═════ EXERCISE DATA
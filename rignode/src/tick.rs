//! Background loops: peer status probing and LAN broadcast discovery.

use std::net::{Ipv4Addr, SocketAddr, SocketAddrV4};
use std::time::Duration;

use futures::future::join_all;
use tokio::net::UdpSocket;
use tracing::{debug, warn};

use api::response::NodeStatus;

use crate::registry::Announce;
use crate::AppState;

pub async fn probe_peers(state: AppState) {
    let interval = Duration::from_millis(state.config.cluster.probe_interval_ms);
    loop {
        tokio::time::sleep(interval).await;
        do_probe(&state).await;
    }
}

async fn do_probe(state: &AppState) {
    let peers = state.registry.snapshot();
    let results = join_all(peers.into_iter().map(|peer| {
        let client = state.probe_client.clone();
        async move {
            let url = format!("{}{}", peer.endpoint, api::path::STATUS);
            let status = match client.get(url).send().await {
                Ok(resp) if resp.status().is_success() => {
                    resp.json::<NodeStatus>().await.ok()
                }
                Ok(resp) => {
                    debug!(node_id = peer.node_id, status = %resp.status(), "probe rejected");
                    None
                }
                Err(e) => {
                    debug!(node_id = peer.node_id, "probe failed: {}", e);
                    None
                }
            };
            (peer.node_id, status)
        }
    }))
    .await;
    for (node_id, status) in results {
        state.registry.record_probe(&node_id, status);
    }
}

pub async fn discovery_announce(state: AppState) {
    let socket = match UdpSocket::bind("0.0.0.0:0").await {
        Ok(s) => s,
        Err(e) => {
            warn!("discovery announce socket failed: {}", e);
            return;
        }
    };
    if let Err(e) = socket.set_broadcast(true) {
        warn!("discovery broadcast flag failed: {}", e);
        return;
    }
    let target = SocketAddr::V4(SocketAddrV4::new(
        Ipv4Addr::BROADCAST,
        state.config.discovery.port,
    ));
    let payload = serde_json::to_vec(&Announce {
        node_id: state.config.node.id.clone(),
        endpoint: state.config.node.endpoint.clone(),
    })
    .expect("announce serializes");
    let interval = Duration::from_secs(state.config.discovery.announce_interval_secs);
    loop {
        if let Err(e) = socket.send_to(&payload, target).await {
            debug!("discovery announce failed: {}", e);
        }
        tokio::time::sleep(interval).await;
    }
}

pub async fn discovery_listen(state: AppState) {
    let socket = match UdpSocket::bind(("0.0.0.0", state.config.discovery.port)).await {
        Ok(s) => s,
        Err(e) => {
            warn!("discovery listen socket failed: {}", e);
            return;
        }
    };
    let mut buf = [0u8; 1024];
    loop {
        match socket.recv_from(&mut buf).await {
            Ok((len, from)) => match serde_json::from_slice::<Announce>(&buf[..len]) {
                Ok(announce) => {
                    debug!(node_id = announce.node_id, %from, "discovery announce");
                    state.registry.discovered(announce.node_id, announce.endpoint);
                }
                Err(e) => debug!("discarding malformed announce from {}: {}", from, e),
            },
            Err(e) => {
                warn!("discovery recv failed: {}", e);
                tokio::time::sleep(Duration::from_secs(1)).await;
            }
        }
    }
}
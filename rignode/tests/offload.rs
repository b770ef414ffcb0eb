//! End to end: a node records with the simulated pipeline, the offload
//! worker pushes the artifact to a live ingest server, and the session
//! publishes once the hash is confirmed.

use std::net::{IpAddr, Ipv4Addr, SocketAddr};
use std::time::Duration;

use tokio::net::TcpListener;

use api::response::{
    OffloadState, OffloadStatusReport, RecordingSummary, SessionDetail, SessionStatus,
};

mod common;
use common::{node_config, pick_ports, spawn_node, NodeSpec};

async fn spawn_ingest(root: &std::path::Path) -> String {
    let mut cfg = ingestd::config::Config::default();
    cfg.storage.root = root.to_path_buf();
    let listener = TcpListener::bind(SocketAddr::new(IpAddr::V4(Ipv4Addr::LOCALHOST), 0))
        .await
        .unwrap();
    let addr = listener.local_addr().unwrap();
    tokio::spawn(ingestd::serve(cfg, listener, std::future::pending()));
    format!("http://{}", addr)
}

#[tokio::test]
async fn recording_is_uploaded_verified_and_published() {
    let node_root = tempfile::tempdir().unwrap();
    let ingest_root = tempfile::tempdir().unwrap();
    let ingest = spawn_ingest(ingest_root.path()).await;

    let ports = pick_ports(1);
    let center = NodeSpec {
        id: "CAM_C",
        port: ports[0],
    };
    let all = [center];
    let center = &all[0];
    let mut cfg = node_config(center, center, &all, node_root.path());
    cfg.offload.auto_upload = true;
    cfg.offload.server_url = ingest.clone();
    cfg.offload.chunk_size = 1024;
    spawn_node(cfg).await;
    tokio::time::sleep(Duration::from_millis(200)).await;

    let client = reqwest::Client::new();
    let session_id = "GAME_20240601_090000";

    // record a short clip through the node API
    let resp = client
        .post(format!("{}{}", center.endpoint(), api::path::ARM))
        .json(&serde_json::json!({ "session_id": session_id }))
        .send()
        .await
        .unwrap();
    assert!(resp.status().is_success(), "arm failed");
    let resp = client
        .post(format!("{}{}", center.endpoint(), api::path::START))
        .json(&serde_json::json!({}))
        .send()
        .await
        .unwrap();
    assert!(resp.status().is_success(), "start failed");

    tokio::time::sleep(Duration::from_millis(300)).await;

    let summary: RecordingSummary = client
        .post(format!("{}{}", center.endpoint(), api::path::STOP))
        .json(&serde_json::json!({}))
        .send()
        .await
        .unwrap()
        .json()
        .await
        .unwrap();
    assert!(summary.size_bytes > 0);

    // the offload worker picks the recording up on its own
    let mut confirmed = false;
    for _ in 0..100 {
        let report: OffloadStatusReport = client
            .get(format!("{}{}", center.endpoint(), api::path::OFFLOAD_STATUS))
            .send()
            .await
            .unwrap()
            .json()
            .await
            .unwrap();
        if let Some(job) = report
            .jobs
            .iter()
            .find(|j| j.recording_id == summary.recording_id)
        {
            match job.state {
                OffloadState::Confirmed => {
                    confirmed = true;
                    break;
                }
                OffloadState::Failed => panic!("offload failed: {:?}", job.error),
                _ => {}
            }
        }
        tokio::time::sleep(Duration::from_millis(100)).await;
    }
    assert!(confirmed, "offload never confirmed");

    // the single expected camera confirmed, so the session is published
    let detail: SessionDetail = client
        .get(format!("{}{}", ingest, api::path::session(session_id)))
        .send()
        .await
        .unwrap()
        .json()
        .await
        .unwrap();
    assert_eq!(detail.status, SessionStatus::Published);
    assert_eq!(detail.expected_cameras, vec!["CAM_C".to_string()]);
    assert!(detail.cameras[0].confirmed);
    assert_eq!(
        detail.cameras[0].checksum_sha256.as_deref(),
        Some(summary.checksum_sha256.as_str())
    );
    assert_eq!(detail.cameras[0].size_bytes, Some(summary.size_bytes));

    // byte-for-byte identical artifact on the ingest side
    let published = ingest_root
        .path()
        .join("sessions")
        .join(session_id)
        .join("CAM_C")
        .join("recording.mp4");
    let stored = std::fs::read(&published).unwrap();
    assert_eq!(stored.len() as u64, summary.size_bytes);
    let local = std::fs::read(&summary.file_path).unwrap();
    assert_eq!(stored, local);
}
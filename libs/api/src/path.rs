//! URL paths shared by the node daemon, the ingest server and their clients.

pub const STATUS: &str = "/status";
pub const ARM: &str = "/arm";
pub const START: &str = "/start";
pub const STOP: &str = "/stop";
pub const ABORT: &str = "/abort";
pub const RESET: &str = "/reset";
pub const TEST: &str = "/test";
pub const RECORDINGS: &str = "/recordings";
pub const OFFLOAD_STATUS: &str = "/offload/status";

pub const SYNC_TRIGGER: &str = "/sync/trigger";
pub const SYNC_TIME: &str = "/sync/time";

pub const COORDINATOR_STATUS: &str = "/coordinator/status";
pub const COORDINATOR_PREFLIGHT: &str = "/coordinator/preflight";
pub const COORDINATOR_START: &str = "/coordinator/start";
pub const COORDINATOR_STOP: &str = "/coordinator/stop";
pub const COORDINATOR_SYNC: &str = "/coordinator/sync";
pub const COORDINATOR_TEST: &str = "/coordinator/test";
pub const COORDINATOR_PEERS: &str = "/coordinator/peers";
pub const COORDINATOR_RECORDINGS: &str = "/coordinator/recordings";
pub const COORDINATOR_SESSIONS: &str = "/coordinator/sessions";

pub fn coordinator_peer(node_id: &str) -> String {
    format!("/coordinator/peers/{}", node_id)
}

pub const UPLOAD_INIT: &str = "/upload/init";
pub const UPLOAD_CHUNK: &str = "/upload/chunk";
pub const UPLOAD_FINALIZE: &str = "/upload/finalize";
pub const UPLOAD_CONFIRM: &str = "/upload/confirm";
pub const HEALTH: &str = "/health";
pub const SESSIONS: &str = "/sessions";

pub fn session(session_id: &str) -> String {
    format!("/sessions/{}", session_id)
}

pub fn session_manifest(session_id: &str) -> String {
    format!("/sessions/{}/manifest", session_id)
}
//! Per-node recording state machine.
//!
//! ```text
//! IDLE ──arm──► ARMED ──start──► RECORDING ──stop──► FINALIZING ──ok──► IDLE
//!                 │                   │                    └──fail──► ERROR
//!                 └──abort──► IDLE    └──driver_fail──► ERROR ──reset──► IDLE
//! ```
//!
//! Transitions are serialized behind one mutex; status reads snapshot under
//! the same lock. The finalize step (driver flush, checksum, manifest)
//! releases the lock while the FINALIZING state keeps other transitions out.

use std::path::PathBuf;
use std::sync::Arc;
use std::time::{Duration, Instant};

use chrono::{DateTime, Utc};
use tokio::sync::Mutex;
use tracing::{error, info, warn};

use api::manifest::{
    ChecksumMeta, DeviceMeta, FileMeta, Manifest, QualityMeta, RecordingMeta, TimingMeta, VideoMeta,
};
use api::response::{
    ArmResponse, OffloadState, RecordingState, RecordingStatus, RecordingSummary, SelfTestReport,
    StartResponse,
};
use api::session;

use crate::config::Config;
use crate::driver::{CameraDriver, CameraHandle};
use crate::error::AppError;
use crate::result::Result;
use crate::sync::SyncMonitor;
use crate::system;

pub struct RecordingMachine {
    cfg: Config,
    driver: Arc<dyn CameraDriver>,
    sync: Arc<SyncMonitor>,
    inner: Mutex<Inner>,
}

#[derive(Default)]
struct Inner {
    state: RecordingState,
    active: Option<Active>,
    last_finalized: Option<RecordingSummary>,
    last_error: Option<String>,
}

struct Active {
    session_id: String,
    file_path: PathBuf,
    file_name: String,
    manifest_path: PathBuf,
    handle: Option<Box<dyn CameraHandle>>,
    started_wall: Option<DateTime<Utc>>,
    started_mono: Option<Instant>,
    sync_ok_at_start: bool,
    sync_offset_ms: f64,
    temps: Vec<f32>,
}
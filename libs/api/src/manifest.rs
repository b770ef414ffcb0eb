//! The per-recording manifest written next to every finalized file and
//! re-verified by the ingest server.
//!
//! Readers tolerate unknown fields; an unknown major version is rejected.

use chrono::{DateTime, Utc};
use serde::{Deserialize, Serialize};

use crate::response::Position;

pub const VERSION: &str = "1";

#[derive(Debug, Clone, Serialize, Deserialize)]
pub struct Manifest {
    pub version: String,
    pub recording: RecordingMeta,
    pub file: FileMeta,
    pub video: VideoMeta,
    pub timing: TimingMeta,
    pub checksum: ChecksumMeta,
    pub device: DeviceMeta,
    pub quality: QualityMeta,
    pub expected_cameras: Vec<String>,
}

#[derive(Debug, Clone, Serialize, Deserialize)]
pub struct RecordingMeta {
    pub id: String,
    pub session_id: String,
    pub node_id: String,
    pub position: Position,
}

#[derive(Debug, Clone, Serialize, Deserialize)]
pub struct FileMeta {
    pub name: String,
    pub size_bytes: u64,
    pub container: String,
    pub codec: String,
}

#[derive(Debug, Clone, Serialize, Deserialize)]
pub struct VideoMeta {
    pub width: u32,
    pub height: u32,
    pub fps: u32,
    pub bitrate_mbps: u32,
    pub duration_sec: f64,
}

#[derive(Debug, Clone, Serialize, Deserialize)]
pub struct TimingMeta {
    pub start_time: DateTime<Utc>,
    pub end_time: DateTime<Utc>,
    pub sync_ok: bool,
    pub sync_offset_ms: f64,
}

#[derive(Debug, Clone, Serialize, Deserialize)]
pub struct ChecksumMeta {
    pub algorithm: String,
    pub value: String,
}

#[derive(Debug, Clone, Serialize, Deserialize)]
pub struct DeviceMeta {
    pub hostname: String,
    pub endpoint: String,
    pub software_version: String,
}

#[derive(Debug, Clone, Serialize, Deserialize)]
pub struct QualityMeta {
    pub dropped_frames: u64,
    pub temperature_avg_c: f32,
    pub temperature_max_c: f32,
}

#[derive(Debug)]
pub enum ManifestError {
    Malformed(String),
    UnsupportedVersion(String),
}

impl std::fmt::Display for ManifestError {
    fn fmt(&self, f: &mut std::fmt::Formatter<'_>) -> std::fmt::Result {
        match self {
            ManifestError::Malformed(e) => write!(f, "malformed manifest: {}", e),
            ManifestError::UnsupportedVersion(v) => {
                write!(f, "unsupported manifest version: {}", v)
            }
        }
    }
}

impl std::error::Error for ManifestError {}

impl Manifest {
    pub fn from_json(data: &[u8]) -> Result<Self, ManifestError> {
        let manifest: Manifest =
            serde_json::from_slice(data).map_err(|e| ManifestError::Malformed(e.to_string()))?;
        let major = manifest.version.split('.').next().unwrap_or_default();
        if major != VERSION {
            return Err(ManifestError::UnsupportedVersion(manifest.version));
        }
        Ok(manifest)
    }

    pub fn to_json_pretty(&self) -> String {
        serde_json::to_string_pretty(self).expect("manifest serializes")
    }
}

#[cfg(test)]
mod tests {
    use super::*;
    use chrono::TimeZone;

    fn sample() -> Manifest {
        Manifest {
            version: VERSION.to_string(),
            recording: RecordingMeta {
                id: "GAME_20240315_140000_CAM_L".to_string(),
                session_id: "GAME_20240315_140000".to_string(),
                node_id: "CAM_L".to_string(),
                position: Position::Left,
            },
            file: FileMeta {
                name: "GAME_20240315_140000_CAM_L.mp4".to_string(),
                size_bytes: 1024,
                container: "mp4".to_string(),
                codec: "h264".to_string(),
            },
            video: VideoMeta {
                width: 3840,
                height: 2160,
                fps: 30,
                bitrate_mbps: 30,
                duration_sec: 1.5,
            },
            timing: TimingMeta {
                start_time: Utc.with_ymd_and_hms(2024, 3, 15, 14, 0, 0).unwrap(),
                end_time: Utc.with_ymd_and_hms(2024, 3, 15, 14, 0, 2).unwrap(),
                sync_ok: true,
                sync_offset_ms: 0.4,
            },
            checksum: ChecksumMeta {
                algorithm: "sha256".to_string(),
                value: "ab".repeat(32),
            },
            device: DeviceMeta {
                hostname: "cam-l".to_string(),
                endpoint: "http://10.0.0.2:7700".to_string(),
                software_version: "0.1.0".to_string(),
            },
            quality: QualityMeta {
                dropped_frames: 0,
                temperature_avg_c: 51.0,
                temperature_max_c: 55.5,
            },
            expected_cameras: vec!["CAM_L".into(), "CAM_C".into(), "CAM_R".into()],
        }
    }

    #[test]
    fn round_trips() {
        let json = sample().to_json_pretty();
        let back = Manifest::from_json(json.as_bytes()).unwrap();
        assert_eq!(back.recording.node_id, "CAM_L");
        assert_eq!(back.checksum.value, "ab".repeat(32));
    }

    #[test]
    fn tolerates_unknown_fields() {
        let mut value: serde_json::Value = serde_json::from_str(&sample().to_json_pretty()).unwrap();
        value["future_field"] = serde_json::json!({"nested": true});
        let bytes = serde_json::to_vec(&value).unwrap();
        assert!(Manifest::from_json(&bytes).is_ok());
    }

    #[test]
    fn rejects_unknown_major_version() {
        let mut value: serde_json::Value = serde_json::from_str(&sample().to_json_pretty()).unwrap();
        value["version"] = serde_json::json!("2");
        let bytes = serde_json::to_vec(&value).unwrap();
        assert!(matches!(
            Manifest::from_json(&bytes),
            Err(ManifestError::UnsupportedVersion(_))
        ));
    }
}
══════════
EXERCISE BRIEF -
Where a line above contains the word "abort", show that line.

COMPLETED EXERCISE -
pub const ABORT: &str = "/abort";
//!                 └──abort──► IDLE    └──driver_fail──► ERROR ──reset──► IDLE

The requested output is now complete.